MATERIAL FOR THIS EXERCISE Block Start

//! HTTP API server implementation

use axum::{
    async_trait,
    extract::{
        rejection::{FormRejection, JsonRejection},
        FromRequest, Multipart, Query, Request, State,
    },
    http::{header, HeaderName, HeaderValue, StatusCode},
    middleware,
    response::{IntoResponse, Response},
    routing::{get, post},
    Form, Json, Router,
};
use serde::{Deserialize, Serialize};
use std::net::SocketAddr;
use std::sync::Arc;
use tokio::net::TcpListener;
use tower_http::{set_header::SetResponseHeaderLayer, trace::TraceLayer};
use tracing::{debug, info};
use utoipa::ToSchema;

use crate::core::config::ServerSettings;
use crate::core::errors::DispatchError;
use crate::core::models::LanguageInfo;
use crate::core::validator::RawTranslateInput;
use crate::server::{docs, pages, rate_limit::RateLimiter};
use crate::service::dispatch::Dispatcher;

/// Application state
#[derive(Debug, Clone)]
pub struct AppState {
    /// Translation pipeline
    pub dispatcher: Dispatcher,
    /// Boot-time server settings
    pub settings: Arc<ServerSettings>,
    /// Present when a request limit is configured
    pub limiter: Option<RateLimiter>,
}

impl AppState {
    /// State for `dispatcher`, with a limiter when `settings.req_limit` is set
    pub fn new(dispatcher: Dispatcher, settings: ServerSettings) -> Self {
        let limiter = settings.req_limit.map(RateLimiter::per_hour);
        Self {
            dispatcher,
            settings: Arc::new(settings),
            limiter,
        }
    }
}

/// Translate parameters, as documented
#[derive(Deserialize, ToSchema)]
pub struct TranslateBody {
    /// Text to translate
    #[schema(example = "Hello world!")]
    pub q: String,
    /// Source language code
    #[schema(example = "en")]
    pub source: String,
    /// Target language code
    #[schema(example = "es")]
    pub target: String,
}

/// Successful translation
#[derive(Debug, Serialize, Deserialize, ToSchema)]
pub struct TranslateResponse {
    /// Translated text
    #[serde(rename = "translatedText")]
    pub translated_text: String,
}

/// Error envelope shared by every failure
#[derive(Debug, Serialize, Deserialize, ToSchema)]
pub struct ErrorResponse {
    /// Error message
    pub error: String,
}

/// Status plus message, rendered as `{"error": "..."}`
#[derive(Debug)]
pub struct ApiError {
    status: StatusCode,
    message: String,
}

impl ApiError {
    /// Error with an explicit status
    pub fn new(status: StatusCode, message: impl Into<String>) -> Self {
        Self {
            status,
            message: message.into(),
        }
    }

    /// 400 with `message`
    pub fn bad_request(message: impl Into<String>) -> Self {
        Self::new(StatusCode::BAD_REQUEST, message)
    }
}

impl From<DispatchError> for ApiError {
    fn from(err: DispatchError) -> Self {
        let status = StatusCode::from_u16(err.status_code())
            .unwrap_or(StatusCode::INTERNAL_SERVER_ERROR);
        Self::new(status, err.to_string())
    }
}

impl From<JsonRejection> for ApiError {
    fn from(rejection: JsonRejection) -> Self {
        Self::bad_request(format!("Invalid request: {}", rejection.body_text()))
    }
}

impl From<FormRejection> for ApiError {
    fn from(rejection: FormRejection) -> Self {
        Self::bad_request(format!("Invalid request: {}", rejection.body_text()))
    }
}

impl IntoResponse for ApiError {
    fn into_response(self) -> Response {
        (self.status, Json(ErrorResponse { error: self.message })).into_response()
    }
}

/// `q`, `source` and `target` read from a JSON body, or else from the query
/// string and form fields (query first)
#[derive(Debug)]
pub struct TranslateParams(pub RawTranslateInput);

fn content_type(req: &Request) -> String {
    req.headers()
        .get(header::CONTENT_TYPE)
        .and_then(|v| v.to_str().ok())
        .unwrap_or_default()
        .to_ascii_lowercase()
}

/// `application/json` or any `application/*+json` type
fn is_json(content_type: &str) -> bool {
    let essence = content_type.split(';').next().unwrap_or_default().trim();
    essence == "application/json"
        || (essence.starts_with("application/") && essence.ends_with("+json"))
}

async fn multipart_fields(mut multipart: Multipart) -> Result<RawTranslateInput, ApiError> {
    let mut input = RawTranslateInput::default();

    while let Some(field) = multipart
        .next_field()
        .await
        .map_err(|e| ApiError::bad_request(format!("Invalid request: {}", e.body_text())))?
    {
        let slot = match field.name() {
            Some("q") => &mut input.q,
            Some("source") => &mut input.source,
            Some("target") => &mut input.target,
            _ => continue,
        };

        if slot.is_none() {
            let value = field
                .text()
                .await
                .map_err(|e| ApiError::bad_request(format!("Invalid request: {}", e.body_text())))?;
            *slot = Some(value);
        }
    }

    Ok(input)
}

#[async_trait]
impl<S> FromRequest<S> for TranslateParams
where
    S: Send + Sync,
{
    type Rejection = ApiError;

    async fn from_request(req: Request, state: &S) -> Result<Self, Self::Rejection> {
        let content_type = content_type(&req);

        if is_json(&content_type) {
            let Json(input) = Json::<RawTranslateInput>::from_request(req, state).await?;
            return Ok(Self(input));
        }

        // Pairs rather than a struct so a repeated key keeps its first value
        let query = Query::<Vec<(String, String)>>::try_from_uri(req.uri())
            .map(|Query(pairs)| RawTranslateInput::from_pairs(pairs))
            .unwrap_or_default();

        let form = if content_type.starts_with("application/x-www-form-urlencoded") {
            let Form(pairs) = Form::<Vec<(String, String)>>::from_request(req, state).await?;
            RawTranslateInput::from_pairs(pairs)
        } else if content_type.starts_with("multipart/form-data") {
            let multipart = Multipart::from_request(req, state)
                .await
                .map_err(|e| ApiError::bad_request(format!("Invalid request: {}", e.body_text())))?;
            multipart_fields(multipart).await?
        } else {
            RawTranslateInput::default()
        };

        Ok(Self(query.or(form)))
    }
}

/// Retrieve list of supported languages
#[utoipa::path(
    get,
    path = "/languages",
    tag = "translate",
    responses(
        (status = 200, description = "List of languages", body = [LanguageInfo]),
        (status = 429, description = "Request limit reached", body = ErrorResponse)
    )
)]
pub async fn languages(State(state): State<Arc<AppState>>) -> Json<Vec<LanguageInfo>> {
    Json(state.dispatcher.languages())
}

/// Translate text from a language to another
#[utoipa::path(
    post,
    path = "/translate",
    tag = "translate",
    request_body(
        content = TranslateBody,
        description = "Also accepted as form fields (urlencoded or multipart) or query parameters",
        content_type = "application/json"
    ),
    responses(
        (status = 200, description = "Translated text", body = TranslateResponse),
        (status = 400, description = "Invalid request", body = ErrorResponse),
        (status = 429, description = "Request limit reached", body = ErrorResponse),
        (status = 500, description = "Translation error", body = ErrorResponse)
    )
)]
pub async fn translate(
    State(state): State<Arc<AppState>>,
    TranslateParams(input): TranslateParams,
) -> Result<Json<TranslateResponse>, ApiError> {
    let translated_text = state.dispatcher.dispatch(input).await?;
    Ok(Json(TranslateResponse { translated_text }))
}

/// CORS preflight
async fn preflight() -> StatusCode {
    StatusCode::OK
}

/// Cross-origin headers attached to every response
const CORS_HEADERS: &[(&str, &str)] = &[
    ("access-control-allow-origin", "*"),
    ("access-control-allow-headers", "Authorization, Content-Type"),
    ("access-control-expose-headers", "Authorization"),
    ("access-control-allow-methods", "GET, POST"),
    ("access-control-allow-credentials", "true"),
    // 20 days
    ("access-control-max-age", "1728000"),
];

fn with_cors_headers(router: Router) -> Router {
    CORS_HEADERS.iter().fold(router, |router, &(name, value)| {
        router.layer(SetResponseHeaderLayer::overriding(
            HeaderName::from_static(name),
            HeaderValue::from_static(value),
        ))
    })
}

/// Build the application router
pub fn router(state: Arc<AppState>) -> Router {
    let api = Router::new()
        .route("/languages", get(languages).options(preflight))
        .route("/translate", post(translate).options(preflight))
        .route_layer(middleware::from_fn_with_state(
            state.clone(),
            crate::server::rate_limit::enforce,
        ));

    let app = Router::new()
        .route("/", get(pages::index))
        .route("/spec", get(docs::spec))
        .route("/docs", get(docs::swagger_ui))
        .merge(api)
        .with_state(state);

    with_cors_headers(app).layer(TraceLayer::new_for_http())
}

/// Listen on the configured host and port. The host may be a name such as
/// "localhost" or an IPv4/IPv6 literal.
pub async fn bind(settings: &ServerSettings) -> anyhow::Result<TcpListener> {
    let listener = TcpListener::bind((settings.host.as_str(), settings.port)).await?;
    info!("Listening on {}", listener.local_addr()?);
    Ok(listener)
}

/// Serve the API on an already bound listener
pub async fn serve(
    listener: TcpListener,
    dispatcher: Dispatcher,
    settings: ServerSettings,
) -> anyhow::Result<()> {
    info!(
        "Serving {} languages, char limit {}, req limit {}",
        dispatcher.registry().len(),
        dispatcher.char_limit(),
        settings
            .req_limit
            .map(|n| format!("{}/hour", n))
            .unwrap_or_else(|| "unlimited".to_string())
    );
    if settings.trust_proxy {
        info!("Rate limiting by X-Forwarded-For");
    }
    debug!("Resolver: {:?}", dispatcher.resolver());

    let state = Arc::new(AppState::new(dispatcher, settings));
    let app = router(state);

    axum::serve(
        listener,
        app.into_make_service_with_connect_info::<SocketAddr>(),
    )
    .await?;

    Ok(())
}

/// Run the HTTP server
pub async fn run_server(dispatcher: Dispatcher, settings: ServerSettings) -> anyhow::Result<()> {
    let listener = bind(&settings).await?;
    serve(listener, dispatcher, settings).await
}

MATERIAL FOR THIS EXERCISE Block End

_YOUR TASK_
Spot the lines above that mention "anyhow" and copy them.

_SOLVED EXERCISE_
pub async fn bind(settings: &ServerSettings) -> anyhow::Result<TcpListener> {
) -> anyhow::Result<()> {
pub async fn run_server(dispatcher: Dispatcher, settings: ServerSettings) -> anyhow::Result<()> {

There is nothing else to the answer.